Tampoco se puede olvidar la cuestión psicológica: el abandono que sienten en las zonas rurales cuando ven que con un 4% de la población -envejecida- tienen que alimentar a todos los consumidores

Estereotipo rural

Cada figura de esta hidra tiene su estrategia, su código de error cero y su modelo de negocio, que depende de muchas variables internas y externas al negocio. Del estado de la competencia nacional e internacional y de la presión de terceros países con mano de obra y condiciones más favorables. Del nivel de inflación. De los costes de producción globales, que están aumentando a los últimos meses -gasolina, transporte y logística, energías, palets, envasado, transformación digital, etc.- ; de la posibilidad de almacenar o si se trata de productos perecederos; de las condiciones meteorológicas y otros riesgos naturales; del coste del metro cuadrado de superficie de venta. Y de otros muchos factores. Tampoco se puede olvidar la cuestión psicológica: el abandono que sienten en las zonas rurales cuando ven que con un 4% de la población -envejecida- tienen que alimentar a todos los consumidores, con servicios e infraestructuras de segunda. En 1950, esta población representaba cerca del 50% del global y la desazón de buscar mejores formas de vivir todavía la espolea a marchar a la ciudad. Lo que más veja a la gente del campo es el estereotipo que se ha hecho de todo lo rural y el predominio grosero de la cultura urbana.

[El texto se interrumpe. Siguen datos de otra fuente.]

//! Location catalog queries

use sqlx::FromRow;

use crate::DbPool;

#[derive(Debug, Clone, FromRow)]
pub struct LocationRow {
    pub id: i64,
    pub lat: f64,
    pub lon: f64,
    pub region: String,
    pub country: String,
}

/// All catalog ids, for uniform sampling by the location provider.
pub async fn list_ids(pool: &DbPool) -> Result<Vec<i64>, sqlx::Error> {
    sqlx::query_scalar::<_, i64>("SELECT id FROM locations ORDER BY id")
        .fetch_all(pool)
        .await
}

pub async fn get_by_ids(pool: &DbPool, ids: &[i64]) -> Result<Vec<LocationRow>, sqlx::Error> {
    sqlx::query_as::<_, LocationRow>(
        "SELECT id, lat, lon, region, country FROM locations WHERE id = ANY($1)",
    )
    .bind(ids)
    .fetch_all(pool)
    .await
}

/// Insert a catalog entry; duplicate coordinates are skipped.
pub async fn insert(
    pool: &DbPool,
    lat: f64,
    lon: f64,
    region: &str,
    country: &str,
) -> Result<bool, sqlx::Error> {
    let result = sqlx::query(
        r#"
        INSERT INTO locations (lat, lon, region, country)
        VALUES ($1, $2, $3, $4)
        ON CONFLICT (lat, lon) DO NOTHING
        "#,
    )
    .bind(lat)
    .bind(lon)
    .bind(region)
    .bind(country)
    .execute(pool)
    .await?;

    Ok(result.rows_affected() > 0)
}
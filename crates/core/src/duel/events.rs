//! Events produced by the duel reducer
//!
//! The engine maps these 1:1 onto outbound socket payloads and side effects
//! (arming timers, scheduling the next round, finalizing rewards).

use std::collections::HashMap;

use super::state::Guess;

#[derive(Debug, Clone, PartialEq)]
pub enum DuelEvent {
    /// Game began; carries starting HP and the round timer to announce.
    GameStarted { hp: HashMap<String, i32>, timer: u32 },

    /// A round opened. The engine arms the round timer from this.
    RoundStarted { round: usize, lat: f64, lon: f64, url: String, timer: u32, started_at_ms: i64 },

    /// Someone guessed; opponents learn only that it happened.
    PlayerGuessed { player: String },

    /// Round expired with fewer than two guesses; penalty HP applied.
    RoundTimedOut { hp: HashMap<String, i32>, num_guesses: usize },

    /// Both duel guesses in: winner, damage dealt, updated HP, full results.
    RoundEnded {
        round: usize,
        winner: String,
        damage: i32,
        hp: HashMap<String, i32>,
        results: Vec<Guess>,
        lat: f64,
        lon: f64,
    },

    /// Clan-war round resolved; running solo score.
    WarRoundEnded { round: usize, total_score: i64 },

    /// Duel over. `winner` is None only if the HP map was empty.
    GameEnded { winner: Option<String>, total_distances: HashMap<String, f64> },

    /// Clan-war lobby finished; the engine reports the score to the war.
    WarEnded { war_id: String, player: String, total_score: i64 },

    /// A transition hit inconsistent state and was refused.
    Error { code: &'static str, message: String },
}

impl DuelEvent {
    pub fn is_error(&self) -> bool {
        matches!(self, DuelEvent::Error { .. })
    }
}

Los precios finales se establecen a) según el resultado de este cúmulo de factores a lo largo de toda la cadena de valor; b) se matizan dependiendo del feroz estado de competencia; y c) se mueven arriba y abajo atendiendo la clientela y el momento de la venta. En este estado de cosas, cada peldaño aporta el máximo valor al precio adecuado; si la relación es improductiva, acaba siendo expulsado. Hay que estar en las duras y las maduras, y hay más de duras. Es verdad que aquellos peldaños que tienen más poder tienden a controlar más. Pero, la necesidad imperiosa de los actores que hacen posible la producción final y la presencia de muchos sustitutos dispuestos hace más difícil el predominio de unos sobre los otros.

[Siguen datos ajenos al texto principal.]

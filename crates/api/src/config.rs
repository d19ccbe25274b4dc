//! Server configuration

use std::env;

use anyhow::{Context, Result};

#[derive(Debug, Clone)]
pub struct Config {
    pub port: u16,
    pub database_url: String,
    pub redis_url: String,
    pub frontend_url: String,
    /// HS256 signing secret shared with the token issuer.
    pub secret_key: String,
}

impl Config {
    pub fn from_env() -> Result<Self> {
        Ok(Self {
            port: env::var("API_PORT")
                .unwrap_or_else(|_| "8000".to_string())
                .parse()
                .context("Invalid API_PORT")?,
            database_url: env::var("DATABASE_URL").context("DATABASE_URL not set")?,
            redis_url: env::var("REDIS_URL")
                .unwrap_or_else(|_| "redis://localhost:6379".to_string()),
            frontend_url: env::var("FRONTEND_URL")
                .unwrap_or_else(|_| "http://localhost:5173".to_string()),
            secret_key: env::var("SECRET_KEY").context("SECRET_KEY not set")?,
        })
    }
}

Claro que es necesaria una ley básica alimentaria que evite las posiciones dominantes. Por eso, el momento de digitalización general de las empresas al que asistimos, se tiene que acompañar con un estímulo definitivo a la innovación en toda la cadena de valor alimentaria, empezando por la mejora de los sistemas de producción de los agricultores, ganaderos y pescadores, y de los comerciantes. El objetivo es que los primeros estén en iguales condiciones que los otros peldaños al mejorar su posición, y los segundos al replantear el punto de venta. Entonces, los primeros no se verían obligados a reclamar nunca más una cosa tan evidente como es vender por debajo de los costes de producción, y los segundos, a contemplar cómo desaparecen prácticamente los márgenes de su contribución, cuando su cometido acontece indispensable para equilibrar la oferta alimentaria.